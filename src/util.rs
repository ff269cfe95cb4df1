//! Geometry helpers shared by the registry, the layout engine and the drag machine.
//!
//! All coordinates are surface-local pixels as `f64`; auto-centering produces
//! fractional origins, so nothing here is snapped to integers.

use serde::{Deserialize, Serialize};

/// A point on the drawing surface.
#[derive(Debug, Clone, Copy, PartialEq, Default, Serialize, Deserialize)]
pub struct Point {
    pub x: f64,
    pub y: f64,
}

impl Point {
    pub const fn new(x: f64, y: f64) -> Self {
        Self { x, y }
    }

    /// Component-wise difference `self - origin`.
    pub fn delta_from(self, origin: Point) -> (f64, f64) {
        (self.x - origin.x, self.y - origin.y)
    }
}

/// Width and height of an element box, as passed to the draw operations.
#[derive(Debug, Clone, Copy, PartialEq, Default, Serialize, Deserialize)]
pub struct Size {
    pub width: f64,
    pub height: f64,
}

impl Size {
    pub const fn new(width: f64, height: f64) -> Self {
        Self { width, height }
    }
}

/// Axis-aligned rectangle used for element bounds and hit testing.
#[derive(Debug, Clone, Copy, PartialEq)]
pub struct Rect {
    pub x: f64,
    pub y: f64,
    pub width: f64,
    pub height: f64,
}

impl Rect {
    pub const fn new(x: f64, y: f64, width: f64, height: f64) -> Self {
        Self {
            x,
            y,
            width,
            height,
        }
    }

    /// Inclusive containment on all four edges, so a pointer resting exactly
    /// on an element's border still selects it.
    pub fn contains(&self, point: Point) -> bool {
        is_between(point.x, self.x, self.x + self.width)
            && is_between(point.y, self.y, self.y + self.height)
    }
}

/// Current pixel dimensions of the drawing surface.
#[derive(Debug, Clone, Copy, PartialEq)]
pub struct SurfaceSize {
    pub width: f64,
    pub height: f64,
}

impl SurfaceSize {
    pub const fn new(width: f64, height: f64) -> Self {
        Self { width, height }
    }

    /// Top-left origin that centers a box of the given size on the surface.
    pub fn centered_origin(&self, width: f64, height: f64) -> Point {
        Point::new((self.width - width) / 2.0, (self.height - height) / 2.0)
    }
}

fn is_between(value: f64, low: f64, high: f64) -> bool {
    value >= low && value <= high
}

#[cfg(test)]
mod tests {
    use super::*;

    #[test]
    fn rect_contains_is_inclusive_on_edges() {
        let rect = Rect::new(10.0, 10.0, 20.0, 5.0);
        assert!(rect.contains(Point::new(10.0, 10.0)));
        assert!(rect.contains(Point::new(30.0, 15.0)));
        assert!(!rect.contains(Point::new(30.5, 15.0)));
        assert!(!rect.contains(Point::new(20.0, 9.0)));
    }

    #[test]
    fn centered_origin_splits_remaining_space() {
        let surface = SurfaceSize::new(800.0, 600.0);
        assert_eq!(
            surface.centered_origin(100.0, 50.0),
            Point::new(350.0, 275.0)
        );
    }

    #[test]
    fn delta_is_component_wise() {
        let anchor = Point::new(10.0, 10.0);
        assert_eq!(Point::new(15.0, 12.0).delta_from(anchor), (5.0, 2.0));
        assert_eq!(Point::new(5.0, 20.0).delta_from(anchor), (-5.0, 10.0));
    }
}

◆ **AIM OF THE TASK**:
All of the entries above are to be printed again exactly.

◆ **WRITTEN RESPONSE**:
filename src/util.rs
repository ff269cfe95cb4df1
//! Geometry helpers shared by the registry, the layout engine and the drag machine.
//!
//! All coordinates are surface-local pixels as `f64`; auto-centering produces
//! fractional origins, so nothing here is snapped to integers.

use serde::{Deserialize, Serialize};

/// A point on the drawing surface.
#[derive(Debug, Clone, Copy, PartialEq, Default, Serialize, Deserialize)]
pub struct Point {
    pub x: f64,
    pub y: f64,
}

impl Point {
    pub const fn new(x: f64, y: f64) -> Self {
        Self { x, y }
    }

    /// Component-wise difference `self - origin`.
    pub fn delta_from(self, origin: Point) -> (f64, f64) {
        (self.x - origin.x, self.y - origin.y)
    }
}

/// Width and height of an element box, as passed to the draw operations.
#[derive(Debug, Clone, Copy, PartialEq, Default, Serialize, Deserialize)]
pub struct Size {
    pub width: f64,
    pub height: f64,
}

impl Size {
    pub const fn new(width: f64, height: f64) -> Self {
        Self { width, height }
    }
}

/// Axis-aligned rectangle used for element bounds and hit testing.
#[derive(Debug, Clone, Copy, PartialEq)]
pub struct Rect {
    pub x: f64,
    pub y: f64,
    pub width: f64,
    pub height: f64,
}

impl Rect {
    pub const fn new(x: f64, y: f64, width: f64, height: f64) -> Self {
        Self {
            x,
            y,
            width,
            height,
        }
    }

    /// Inclusive containment on all four edges, so a pointer resting exactly
    /// on an element's border still selects it.
    pub fn contains(&self, point: Point) -> bool {
        is_between(point.x, self.x, self.x + self.width)
            && is_between(point.y, self.y, self.y + self.height)
    }
}

/// Current pixel dimensions of the drawing surface.
#[derive(Debug, Clone, Copy, PartialEq)]
pub struct SurfaceSize {
    pub width: f64,
    pub height: f64,
}

impl SurfaceSize {
    pub const fn new(width: f64, height: f64) -> Self {
        Self { width, height }
    }

    /// Top-left origin that centers a box of the given size on the surface.
    pub fn centered_origin(&self, width: f64, height: f64) -> Point {
        Point::new((self.width - width) / 2.0, (self.height - height) / 2.0)
    }
}

fn is_between(value: f64, low: f64, high: f64) -> bool {
    value >= low && value <= high
}

#[cfg(test)]
mod tests {
    use super::*;

    #[test]
    fn rect_contains_is_inclusive_on_edges() {
        let rect = Rect::new(10.0, 10.0, 20.0, 5.0);
        assert!(rect.contains(Point::new(10.0, 10.0)));
        assert!(rect.contains(Point::new(30.0, 15.0)));
        assert!(!rect.contains(Point::new(30.5, 15.0)));
        assert!(!rect.contains(Point::new(20.0, 9.0)));
    }

    #[test]
    fn centered_origin_splits_remaining_space() {
        let surface = SurfaceSize::new(800.0, 600.0);
        assert_eq!(
            surface.centered_origin(100.0, 50.0),
            Point::new(350.0, 275.0)
        );
    }

    #[test]
    fn delta_is_component_wise() {
        let anchor = Point::new(10.0, 10.0);
        assert_eq!(Point::new(15.0, 12.0).delta_from(anchor), (5.0, 2.0));
        assert_eq!(Point::new(5.0, 20.0).delta_from(anchor), (-5.0, 10.0));
    }
}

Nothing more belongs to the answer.